The reason for this is that, in a strange way, Facebook’s business model is analogous to that of the US National Security Agency. Both need to use surveillance of both intimate and public online activity to make inferences about behaviour. The NSA claims that this enables it to spot and thwart terrorism and other bad stuff. Facebook’s implicit – but rarely explicitly articulated – claim is that intensive monitoring of what its users do enables it to both tailor services to their needs and provide precise targeting information for advertisers.
The difference is that while it’s impossible to know whether the NSA’s surveillance is a cost-effective way of achieving its mission, there’s no doubt that Facebook’s monitoring of its users is paying off, big time – as evidenced by its quarterly results, released last week. The company had revenues of $2.59bn for the three months ending 31 December – up 63% from the same time last year; and for 2013 as a whole it had revenues of $7.87bn, up 55% year-on-year. Its profit last year was $1.5bn.

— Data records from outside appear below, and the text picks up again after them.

//! Keyword reclassification.

use std::sync::Arc;

use compact_str::CompactString;
use hashbrown::HashMap;

use crate::rules::KindFn;

/// Build a kind transform that maps exact keyword text to a kind name.
///
/// Install the result on an identifier-shaped rule via [`RuleDef::kind`]
/// so that matches which happen to be keywords are reclassified; all other
/// matches keep the rule's default kind.
///
/// [`RuleDef::kind`]: crate::RuleDef::kind
///
/// # Example
///
/// ```rust
/// use relex::{compile, keywords, Pattern, RuleDef, RuleMap};
///
/// let mut lexer = compile(RuleMap::new().rule(
///     "identifier",
///     RuleDef::matching(Pattern::regex("[a-zA-Z]+")).kind(keywords([("kw", ["class"])])),
/// ))?;
/// let tokens = lexer.tokenize("class")?;
/// assert_eq!(tokens[0].kind, "kw");
/// let tokens = lexer.tokenize("className")?;
/// assert_eq!(tokens[0].kind, "identifier");
/// # Ok::<(), Box<dyn std::error::Error>>(())
/// ```
pub fn keywords<I, K, W>(map: I) -> KindFn
where
    I: IntoIterator<Item = (K, W)>,
    K: Into<CompactString>,
    W: IntoIterator,
    W::Item: Into<CompactString>,
{
    let mut reverse: HashMap<CompactString, CompactString, ahash::RandomState> =
        HashMap::with_hasher(ahash::RandomState::new());
    for (kind, words) in map {
        let kind = kind.into();
        for word in words {
            reverse.insert(word.into(), kind.clone());
        }
    }
    Arc::new(move |text| reverse.get(text).cloned())
}

#[cfg(test)]
mod tests {
    use super::*;

    #[test]
    fn maps_keywords_to_their_kind() {
        let kw = keywords([("keyword", vec!["if", "else"]), ("bool", vec!["true"])]);
        assert_eq!(kw("if").as_deref(), Some("keyword"));
        assert_eq!(kw("else").as_deref(), Some("keyword"));
        assert_eq!(kw("true").as_deref(), Some("bool"));
    }

    #[test]
    fn non_keywords_fall_through() {
        let kw = keywords([("keyword", ["while"])]);
        assert_eq!(kw("whiles"), None);
        assert_eq!(kw(""), None);
    }
}
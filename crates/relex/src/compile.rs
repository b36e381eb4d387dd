//! Rule compilation: one [`CompiledState`] per lexer state.
//!
//! Every rule's alternatives are wrapped in a non-capturing group, joined
//! with `|`, and the per-rule combination becomes one top-level capture
//! group of the state's alternation; group order mirrors rule order, so the
//! first defined capture of a match identifies the winning rule. When no
//! fallback rule is present the alternation is anchored (`^`) and matched
//! against the unread tail of the buffer, so every match starts exactly at
//! the cursor. A fallback rule drops the anchor: the engine searches
//! forward and treats the gap before the match as fallback text.

use std::sync::Arc;

use hashbrown::HashMap;
use regex::{Regex, RegexBuilder};
use smallvec::SmallVec;

use crate::error::CompileError;
use crate::normalize::{Rule, RuleEntry};
use crate::rules::Pattern;

/// Alternation that can never match; used when every pattern of a state was
/// consumed by the fast table, so the engine falls through to the error
/// rule instead of looping on an empty regex.
const NEVER: &str = r"\b\B";

/// An immutable compiled state, freely shared between tokenizers.
pub(crate) struct CompiledState {
    pub regex: Regex,
    /// Anchored matching: every match starts at the cursor. False exactly
    /// when a fallback rule is present.
    pub sticky: bool,
    /// Rules that contributed capture groups, in group order.
    pub groups: Vec<Arc<Rule>>,
    /// Single-character literal dispatch, consulted before the regex.
    pub fast: HashMap<char, Arc<Rule>, ahash::RandomState>,
    /// The error or fallback rule; synthesized when none was declared.
    pub error: Arc<Rule>,
}

pub(crate) fn compile_rules(
    entries: &[RuleEntry],
    has_states: bool,
) -> Result<CompiledState, CompileError> {
    let mut rules: Vec<Arc<Rule>> = Vec::with_capacity(entries.len());
    for entry in entries {
        match entry {
            RuleEntry::Include(_) => return Err(CompileError::StatelessInclude),
            RuleEntry::Rule(rule) => rules.push(rule.clone()),
        }
    }

    let has_fallback = rules.iter().any(|rule| rule.fallback);
    let mut fast_allowed = !has_fallback;
    let mut fast: HashMap<char, Arc<Rule>, ahash::RandomState> =
        HashMap::with_hasher(ahash::RandomState::new());
    let mut groups: Vec<Arc<Rule>> = Vec::new();
    let mut parts: Vec<String> = Vec::new();
    let mut error_rule: Option<Arc<Rule>> = None;
    let mut unicode: Option<bool> = None;

    for rule in &rules {
        if rule.error || rule.fallback {
            if let Some(previous) = &error_rule {
                return Err(match (rule.fallback, previous.fallback) {
                    (true, true) => CompileError::MultipleFallbackRules {
                        token: rule.kind.clone(),
                        previous: previous.kind.clone(),
                    },
                    (false, false) => CompileError::MultipleErrorRules {
                        token: rule.kind.clone(),
                        previous: previous.kind.clone(),
                    },
                    _ => CompileError::ErrorAndFallback {
                        token: rule.kind.clone(),
                        previous: previous.kind.clone(),
                    },
                });
            }
            error_rule = Some(rule.clone());
        }

        if rule.transition.is_some() {
            if !has_states {
                return Err(CompileError::StatelessTransition {
                    token: rule.kind.clone(),
                });
            }
            if rule.fallback {
                return Err(CompileError::FallbackTransition {
                    token: rule.kind.clone(),
                });
            }
        }

        let mut pats: &[Pattern] = &rule.patterns;
        if fast_allowed {
            let mut peeled = 0;
            for pat in pats {
                let Pattern::Literal(text) = pat else { break };
                let mut chars = text.chars();
                let (Some(ch), None) = (chars.next(), chars.next()) else {
                    break;
                };
                if ch == '\n' && !rule.line_breaks {
                    return Err(CompileError::UnexpectedLineBreak {
                        token: rule.kind.clone(),
                    });
                }
                // First registration wins: earlier rules outrank later ones.
                fast.entry(ch).or_insert_with(|| rule.clone());
                peeled += 1;
            }
            pats = &pats[peeled..];
        }

        if pats.is_empty() {
            continue;
        }
        // This rule needs the regex, so later rules cannot be dispatched
        // ahead of it through the fast table.
        fast_allowed = false;

        let part = assemble_rule(rule, pats, has_fallback, &mut unicode)?;
        parts.push(format!("({part})"));
        groups.push(rule.clone());
    }

    let error = error_rule.unwrap_or_else(|| Arc::new(default_error_rule()));

    let alternation = if parts.is_empty() {
        NEVER.to_owned()
    } else {
        parts.join("|")
    };
    let sticky = !has_fallback;
    let source = if sticky {
        format!("^(?:{alternation})")
    } else {
        alternation
    };
    let regex = RegexBuilder::new(&source)
        .unicode(unicode.unwrap_or(true))
        .build()
        .map_err(|source| CompileError::CombinedPattern { source })?;

    Ok(CompiledState {
        regex,
        sticky,
        groups,
        fast,
        error,
    })
}

/// Join one rule's alternatives and run the per-rule validations.
fn assemble_rule(
    rule: &Arc<Rule>,
    pats: &[Pattern],
    has_fallback: bool,
    unicode: &mut Option<bool>,
) -> Result<String, CompileError> {
    let mut alts: Vec<String> = Vec::with_capacity(pats.len());
    let mut rule_unicode = true;
    for pat in pats {
        match pat {
            Pattern::Literal(text) => alts.push(format!("(?:{})", regex::escape(text))),
            Pattern::Regex { source, flags } => {
                if flags.ignore_case {
                    return Err(CompileError::DisallowedFlag {
                        token: rule.kind.clone(),
                        flag: 'i',
                    });
                }
                if flags.multi_line {
                    return Err(CompileError::DisallowedFlag {
                        token: rule.kind.clone(),
                        flag: 'm',
                    });
                }
                match *unicode {
                    None => *unicode = Some(flags.unicode),
                    Some(seen) if seen != flags.unicode && !has_fallback => {
                        return Err(CompileError::MixedUnicode {
                            token: rule.kind.clone(),
                        });
                    }
                    _ => {}
                }
                rule_unicode = flags.unicode;
                let compiled = RegexBuilder::new(source)
                    .unicode(flags.unicode)
                    .build()
                    .map_err(|source| CompileError::BadPattern {
                        token: rule.kind.clone(),
                        source,
                    })?;
                if compiled.captures_len() > 1 {
                    return Err(CompileError::CaptureGroup {
                        token: rule.kind.clone(),
                    });
                }
                alts.push(format!("(?:{source})"));
            }
        }
    }

    let part = alts.join("|");
    let probe = RegexBuilder::new(&part)
        .unicode(rule_unicode)
        .build()
        .map_err(|source| CompileError::BadPattern {
            token: rule.kind.clone(),
            source,
        })?;
    if probe.is_match("") {
        return Err(CompileError::EmptyMatch {
            token: rule.kind.clone(),
        });
    }
    if !rule.line_breaks && probe.is_match("\n") {
        return Err(CompileError::UnexpectedLineBreak {
            token: rule.kind.clone(),
        });
    }
    Ok(part)
}

/// Used when no rule declares `error` or `fallback`: consumes the rest of
/// the input and raises.
fn default_error_rule() -> Rule {
    Rule {
        kind: "error".into(),
        kind_fn: None,
        value_fn: None,
        patterns: SmallVec::new(),
        line_breaks: true,
        should_throw: true,
        error: true,
        fallback: false,
        transition: None,
    }
}
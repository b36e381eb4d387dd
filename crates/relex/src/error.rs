//! Error types for rule compilation and tokenizing.
//!
//! Two phases, two types:
//!
//! - [`CompileError`]: a rule specification is ill-formed. Raised
//!   synchronously from [`crate::compile`] and [`crate::states`] with the
//!   offending token kind and state name.
//! - [`LexError`]: the input failed to tokenize at runtime. Raised from
//!   [`crate::Lexer::next_token`] and carries the rendered diagnostic
//!   produced by [`crate::Lexer::format_error`].
//!
//! When the `diagnostics` feature is enabled, both types integrate with
//! miette for rich reporting.

use compact_str::CompactString;
use thiserror::Error;

#[cfg(feature = "diagnostics")]
use miette::Diagnostic;

/// A rejected rule specification.
#[derive(Debug, Error)]
#[cfg_attr(feature = "diagnostics", derive(Diagnostic))]
pub enum CompileError {
    /// A list-form rule must name its token kind.
    #[error("Rule at position {index} has no token kind")]
    #[cfg_attr(feature = "diagnostics", diagnostic(code(relex::missing_kind)))]
    MissingKind { index: usize },

    /// In map form the kind comes from the key; only transform functions may
    /// override it per match.
    #[error("Kind override for token '{token}' must be a transform function, not the name '{name}'")]
    #[cfg_attr(feature = "diagnostics", diagnostic(code(relex::static_kind_override)))]
    StaticKindOverride {
        token: CompactString,
        name: CompactString,
    },

    #[error("Include entries cannot carry match patterns (state '{state}')")]
    #[cfg_attr(feature = "diagnostics", diagnostic(code(relex::include_with_patterns)))]
    IncludeWithPatterns { state: CompactString },

    #[error("Token '{token}' declares more than one of push, pop and next")]
    #[cfg_attr(feature = "diagnostics", diagnostic(code(relex::transition_conflict)))]
    TransitionConflict { token: CompactString },

    #[error("Token '{token}' declares both error and fallback")]
    #[cfg_attr(feature = "diagnostics", diagnostic(code(relex::error_fallback_exclusive)))]
    ErrorFallbackExclusive { token: CompactString },

    #[error("Multiple error rules not allowed ('{previous}' and '{token}')")]
    #[cfg_attr(feature = "diagnostics", diagnostic(code(relex::multiple_error_rules)))]
    MultipleErrorRules {
        token: CompactString,
        previous: CompactString,
    },

    #[error("Multiple fallback rules not allowed ('{previous}' and '{token}')")]
    #[cfg_attr(feature = "diagnostics", diagnostic(code(relex::multiple_fallback_rules)))]
    MultipleFallbackRules {
        token: CompactString,
        previous: CompactString,
    },

    #[error("Error and fallback rules are mutually exclusive ('{previous}' and '{token}')")]
    #[cfg_attr(feature = "diagnostics", diagnostic(code(relex::error_and_fallback)))]
    ErrorAndFallback {
        token: CompactString,
        previous: CompactString,
    },

    /// Rule patterns are wrapped in one capture group per rule; user capture
    /// groups would shift the group-to-rule mapping.
    #[error("Pattern for token '{token}' contains a capture group; use (?:...) instead")]
    #[cfg_attr(feature = "diagnostics", diagnostic(code(relex::capture_group)))]
    CaptureGroup { token: CompactString },

    #[error("Regex flag '{flag}' is not allowed (token '{token}')")]
    #[cfg_attr(feature = "diagnostics", diagnostic(code(relex::disallowed_flag)))]
    DisallowedFlag { token: CompactString, flag: char },

    #[error("Pattern for token '{token}' can match the empty string")]
    #[cfg_attr(feature = "diagnostics", diagnostic(code(relex::empty_match)))]
    EmptyMatch { token: CompactString },

    #[error("Pattern for token '{token}' can match a line break without line_breaks")]
    #[cfg_attr(feature = "diagnostics", diagnostic(code(relex::unexpected_line_break)))]
    UnexpectedLineBreak { token: CompactString },

    #[error("The unicode flag must be set on all regex patterns or none (token '{token}')")]
    #[cfg_attr(feature = "diagnostics", diagnostic(code(relex::mixed_unicode)))]
    MixedUnicode { token: CompactString },

    #[error("State-switching rules are not allowed in a stateless lexer (token '{token}')")]
    #[cfg_attr(feature = "diagnostics", diagnostic(code(relex::stateless_transition)))]
    StatelessTransition { token: CompactString },

    #[error("Include is only allowed between states of a stateful lexer")]
    #[cfg_attr(feature = "diagnostics", diagnostic(code(relex::stateless_include)))]
    StatelessInclude,

    #[error("Fallback rule '{token}' cannot switch states")]
    #[cfg_attr(feature = "diagnostics", diagnostic(code(relex::fallback_transition)))]
    FallbackTransition { token: CompactString },

    #[error("Missing state '{state}' (in rule '{token}' of state '{in_state}')")]
    #[cfg_attr(feature = "diagnostics", diagnostic(code(relex::missing_state)))]
    MissingState {
        state: CompactString,
        token: CompactString,
        in_state: CompactString,
    },

    #[error("pop must be 1 (found {value} in rule '{token}' of state '{in_state}')")]
    #[cfg_attr(feature = "diagnostics", diagnostic(code(relex::invalid_pop)))]
    InvalidPop {
        token: CompactString,
        in_state: CompactString,
        value: i64,
    },

    #[error("Cannot include nonexistent state '{state}' (in state '{in_state}')")]
    #[cfg_attr(feature = "diagnostics", diagnostic(code(relex::unknown_include)))]
    UnknownInclude {
        state: CompactString,
        in_state: CompactString,
    },

    #[error("State '{state}' is declared twice")]
    #[cfg_attr(feature = "diagnostics", diagnostic(code(relex::duplicate_state)))]
    DuplicateState { state: CompactString },

    #[error("Start state '{state}' is not defined")]
    #[cfg_attr(feature = "diagnostics", diagnostic(code(relex::unknown_start)))]
    UnknownStart { state: CompactString },

    #[error("A stateful lexer needs at least one state")]
    #[cfg_attr(feature = "diagnostics", diagnostic(code(relex::no_states)))]
    NoStates,

    #[error("Invalid pattern for token '{token}'")]
    #[cfg_attr(feature = "diagnostics", diagnostic(code(relex::bad_pattern)))]
    BadPattern {
        token: CompactString,
        #[source]
        source: regex::Error,
    },

    #[error("Combined rule pattern failed to compile")]
    #[cfg_attr(feature = "diagnostics", diagnostic(code(relex::combined_pattern)))]
    CombinedPattern {
        #[source]
        source: regex::Error,
    },
}

/// A runtime tokenizing failure.
///
/// `message` is the full multi-line report (header, context lines, caret);
/// the remaining fields locate the failure in the input buffer.
#[derive(Debug, Clone, PartialEq, Eq, Error)]
#[cfg_attr(feature = "diagnostics", derive(Diagnostic))]
#[cfg_attr(feature = "serde", derive(serde::Serialize, serde::Deserialize))]
#[error("{message}")]
pub struct LexError {
    pub message: String,
    pub offset: usize,
    pub line: u32,
    pub column: u32,
}

#[cfg(test)]
mod tests {
    use super::*;

    #[test]
    fn compile_error_display_carries_context() {
        let err = CompileError::MissingState {
            state: "inner".into(),
            token: "lpar".into(),
            in_state: "main".into(),
        };
        let text = format!("{err}");
        assert!(text.contains("inner"));
        assert!(text.contains("lpar"));
        assert!(text.contains("main"));
    }

    #[test]
    fn bad_pattern_exposes_source() {
        let source = regex::Regex::new("(").unwrap_err();
        let err = CompileError::BadPattern {
            token: "broken".into(),
            source,
        };
        assert!(std::error::Error::source(&err).is_some());
    }

    #[test]
    fn lex_error_display_is_the_report() {
        let err = LexError {
            message: "invalid syntax at line 1 col 3:".to_string(),
            offset: 2,
            line: 1,
            column: 3,
        };
        assert_eq!(format!("{err}"), err.message);
    }
}
//! BuildNotificationCollector - 1 build の pending record を集める

use std::sync::Arc;

use crate::domain::{Build, PendingNotification, ResendError};
use crate::ports::BuildActionSource;

pub struct BuildNotificationCollector {
    source: Arc<dyn BuildActionSource>,
}

impl BuildNotificationCollector {
    pub fn new(source: Arc<dyn BuildActionSource>) -> Self {
        Self { source }
    }

    /// Pending records of `build`, in host order. No side effects.
    ///
    /// Records the host attributes to another build are dropped with a warning.
    pub async fn collect(&self, build: &Build) -> Result<Vec<PendingNotification>, ResendError> {
        let (records, foreign): (Vec<_>, Vec<_>) = self
            .source
            .pending_notifications(build)
            .await?
            .into_iter()
            .partition(|r| r.build == *build);
        for record in &foreign {
            tracing::warn!(
                build = %build,
                reported_build = %record.build,
                module = %record.module,
                version = %record.version,
                "host reported a record under another build; ignored"
            );
        }
        tracing::trace!(build = %build, records = records.len(), "collected pending notifications");
        Ok(records)
    }
}
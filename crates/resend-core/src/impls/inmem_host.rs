//! InMemoryHost - 開発・テスト用の host
//!
//! FleetProjectSource / BuildActionSource / DeliveryConfigLookup をまとめて
//! 実装します。状態は JSON の fleet ファイルから読み込めます。
//!
//! ```json
//! {
//!   "projects": [
//!     {
//!       "name": "libA",
//!       "config": { "endpoint": "http://grapes.local:8080" },
//!       "builds": [ { "number": 1, "pending": [ { "module": "core", "version": "1.0" } ] } ]
//!     }
//!   ]
//! }
//! ```

use std::path::Path;

use async_trait::async_trait;
use serde::{Deserialize, Serialize};
use tokio::sync::Mutex;

use crate::domain::{Build, DeliveryConfig, PendingNotification, Project, ResendError};
use crate::ports::{BuildActionSource, DeliveryConfigLookup, FleetProjectSource};

#[derive(Debug, Clone, PartialEq, Eq, Serialize, Deserialize)]
pub struct PendingModule {
    pub module: String,
    pub version: String,
}

#[derive(Debug, Clone, PartialEq, Eq, Serialize, Deserialize)]
pub struct BuildState {
    pub number: u64,
    #[serde(default)]
    pub pending: Vec<PendingModule>,
}

#[derive(Debug, Clone, PartialEq, Eq, Serialize, Deserialize)]
pub struct ProjectState {
    pub name: String,

    #[serde(default, skip_serializing_if = "Option::is_none")]
    pub config: Option<DeliveryConfig>,

    #[serde(default)]
    pub builds: Vec<BuildState>,

    /// Makes build enumeration of this project fail.
    #[serde(default, skip_serializing_if = "std::ops::Not::not")]
    pub broken: bool,
}

impl ProjectState {
    pub fn new(name: impl Into<String>) -> Self {
        Self {
            name: name.into(),
            config: None,
            builds: Vec::new(),
            broken: false,
        }
    }

    pub fn with_config(mut self, config: DeliveryConfig) -> Self {
        self.config = Some(config);
        self
    }

    pub fn with_build(mut self, number: u64, pending: &[(&str, &str)]) -> Self {
        self.builds.push(BuildState {
            number,
            pending: pending
                .iter()
                .map(|(module, version)| PendingModule {
                    module: module.to_string(),
                    version: version.to_string(),
                })
                .collect(),
        });
        self
    }

    pub fn broken(mut self) -> Self {
        self.broken = true;
        self
    }
}

#[derive(Debug, Clone, Default, PartialEq, Eq, Serialize, Deserialize)]
pub struct FleetState {
    #[serde(default)]
    pub projects: Vec<ProjectState>,
}

impl FleetState {
    pub fn with_project(mut self, project: ProjectState) -> Self {
        self.projects.push(project);
        self
    }

    fn project(&self, name: &str) -> Option<&ProjectState> {
        self.projects.iter().find(|p| p.name == name)
    }

    fn project_mut(&mut self, name: &str) -> Option<&mut ProjectState> {
        self.projects.iter_mut().find(|p| p.name == name)
    }
}

/// In-memory host holding a [`FleetState`].
///
/// # 使用例
/// ```ignore
/// let host = Arc::new(InMemoryHost::new(
///     FleetState::default().with_project(
///         ProjectState::new("libA")
///             .with_config(DeliveryConfig::new("http://grapes.local"))
///             .with_build(1, &[("core", "1.0")]),
///     ),
/// ));
/// ```
#[derive(Debug, Default)]
pub struct InMemoryHost {
    state: Mutex<FleetState>,
}

impl InMemoryHost {
    pub fn new(state: FleetState) -> Self {
        Self {
            state: Mutex::new(state),
        }
    }

    pub fn from_json_file(path: impl AsRef<Path>) -> Result<Self, ResendError> {
        let bytes = std::fs::read(path)?;
        let state: FleetState = serde_json::from_slice(&bytes)?;
        Ok(Self::new(state))
    }

    pub async fn write_json_file(&self, path: impl AsRef<Path>) -> Result<(), ResendError> {
        let state = self.state().await;
        let json = serde_json::to_vec_pretty(&state)?;
        std::fs::write(path, json)?;
        Ok(())
    }

    pub async fn state(&self) -> FleetState {
        self.state.lock().await.clone()
    }

    /// Clears the pending markers for `records` on `build`, the way the host
    /// does once a notification has been delivered.
    pub async fn resolve(&self, build: &Build, records: &[PendingNotification]) {
        let mut state = self.state.lock().await;
        let Some(project) = state.project_mut(build.project.name()) else {
            return;
        };
        if let Some(b) = project.builds.iter_mut().find(|b| b.number == build.number) {
            b.pending.retain(|p| {
                !records
                    .iter()
                    .any(|r| r.module == p.module && r.version == p.version)
            });
        }
    }

    pub async fn set_broken(&self, project: &str, broken: bool) {
        if let Some(p) = self.state.lock().await.project_mut(project) {
            p.broken = broken;
        }
    }

    pub async fn set_config(&self, project: &str, config: Option<DeliveryConfig>) {
        if let Some(p) = self.state.lock().await.project_mut(project) {
            p.config = config;
        }
    }
}

#[async_trait]
impl FleetProjectSource for InMemoryHost {
    async fn list_projects(&self) -> Result<Vec<Project>, ResendError> {
        let state = self.state.lock().await;
        Ok(state.projects.iter().map(|p| Project::new(&p.name)).collect())
    }

    async fn list_builds(&self, project: &Project) -> Result<Vec<Build>, ResendError> {
        let state = self.state.lock().await;
        let p = state
            .project(project.name())
            .ok_or_else(|| ResendError::Host(format!("unknown project '{project}'")))?;
        if p.broken {
            return Err(ResendError::Host(format!(
                "build history of '{project}' is unreadable"
            )));
        }
        Ok(p.builds
            .iter()
            .map(|b| Build::new(project.clone(), b.number))
            .collect())
    }
}

#[async_trait]
impl BuildActionSource for InMemoryHost {
    async fn pending_notifications(
        &self,
        build: &Build,
    ) -> Result<Vec<PendingNotification>, ResendError> {
        let state = self.state.lock().await;
        let pending = state
            .project(build.project.name())
            .and_then(|p| p.builds.iter().find(|b| b.number == build.number))
            .map(|b| {
                b.pending
                    .iter()
                    .map(|m| PendingNotification::new(build.clone(), &m.module, &m.version))
                    .collect()
            })
            .unwrap_or_default();
        Ok(pending)
    }
}

#[async_trait]
impl DeliveryConfigLookup for InMemoryHost {
    async fn lookup(&self, project: &Project) -> Result<Option<DeliveryConfig>, ResendError> {
        let state = self.state.lock().await;
        Ok(state.project(project.name()).and_then(|p| p.config.clone()))
    }
}
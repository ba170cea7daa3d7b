//! Per-project delivery configuration.
//!
//! Supplied by an external configuration store and read-only here.

use serde::{Deserialize, Serialize};
use std::fmt;

use super::errors::ResendError;

/// Payload encoding expected by the notification endpoint.
#[derive(Debug, Clone, Copy, Default, PartialEq, Eq, Hash, Serialize, Deserialize)]
#[serde(rename_all = "snake_case")]
pub enum PayloadFormat {
    #[default]
    Json,
    JsonLines,
}

#[derive(Clone, PartialEq, Eq, Serialize, Deserialize)]
pub struct Credentials {
    pub username: String,
    pub password: String,
}

impl fmt::Debug for Credentials {
    fn fmt(&self, f: &mut fmt::Formatter<'_>) -> fmt::Result {
        f.debug_struct("Credentials")
            .field("username", &self.username)
            .field("password", &"***")
            .finish()
    }
}

/// Where and how to send notifications for one project.
#[derive(Debug, Clone, PartialEq, Eq, Serialize, Deserialize)]
pub struct DeliveryConfig {
    pub endpoint: String,

    #[serde(default, skip_serializing_if = "Option::is_none")]
    pub credentials: Option<Credentials>,

    #[serde(default)]
    pub format: PayloadFormat,

    /// Request timeout applied by network senders.
    #[serde(default, skip_serializing_if = "Option::is_none")]
    pub timeout_secs: Option<u64>,
}

impl DeliveryConfig {
    pub fn new(endpoint: impl Into<String>) -> Self {
        Self {
            endpoint: endpoint.into(),
            credentials: None,
            format: PayloadFormat::default(),
            timeout_secs: None,
        }
    }

    pub fn with_credentials(mut self, username: impl Into<String>, password: impl Into<String>) -> Self {
        self.credentials = Some(Credentials {
            username: username.into(),
            password: password.into(),
        });
        self
    }

    pub fn with_format(mut self, format: PayloadFormat) -> Self {
        self.format = format;
        self
    }

    pub fn with_timeout_secs(mut self, secs: u64) -> Self {
        self.timeout_secs = Some(secs);
        self
    }

    /// Checks the fields every sender relies on.
    pub fn validate(&self) -> Result<(), ResendError> {
        if self.endpoint.trim().is_empty() {
            return Err(ResendError::InvalidConfig("endpoint is empty".to_string()));
        }
        if self.timeout_secs == Some(0) {
            return Err(ResendError::InvalidConfig(
                "timeout_secs must be greater than zero".to_string(),
            ));
        }
        Ok(())
    }
}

All of which is pretty good for an outfit created by a Harvard undergraduate in his dorm room 10 years ago. What then of the next 10 years? As with most internet ventures, it’s impossible to say. On the one hand, permissionless innovation might spring another surprise on the world. After all, software is pure thought-stuff and there’s no shortage of geniuses in the profession. This is why many online moguls have Andy Grove’s motto – “only the paranoid survive” – engraved on their psyches. The future of Facebook will be determined by the outcome of a struggle between Metcalfe’s law and the capacity of the net to spring disruptive surprises.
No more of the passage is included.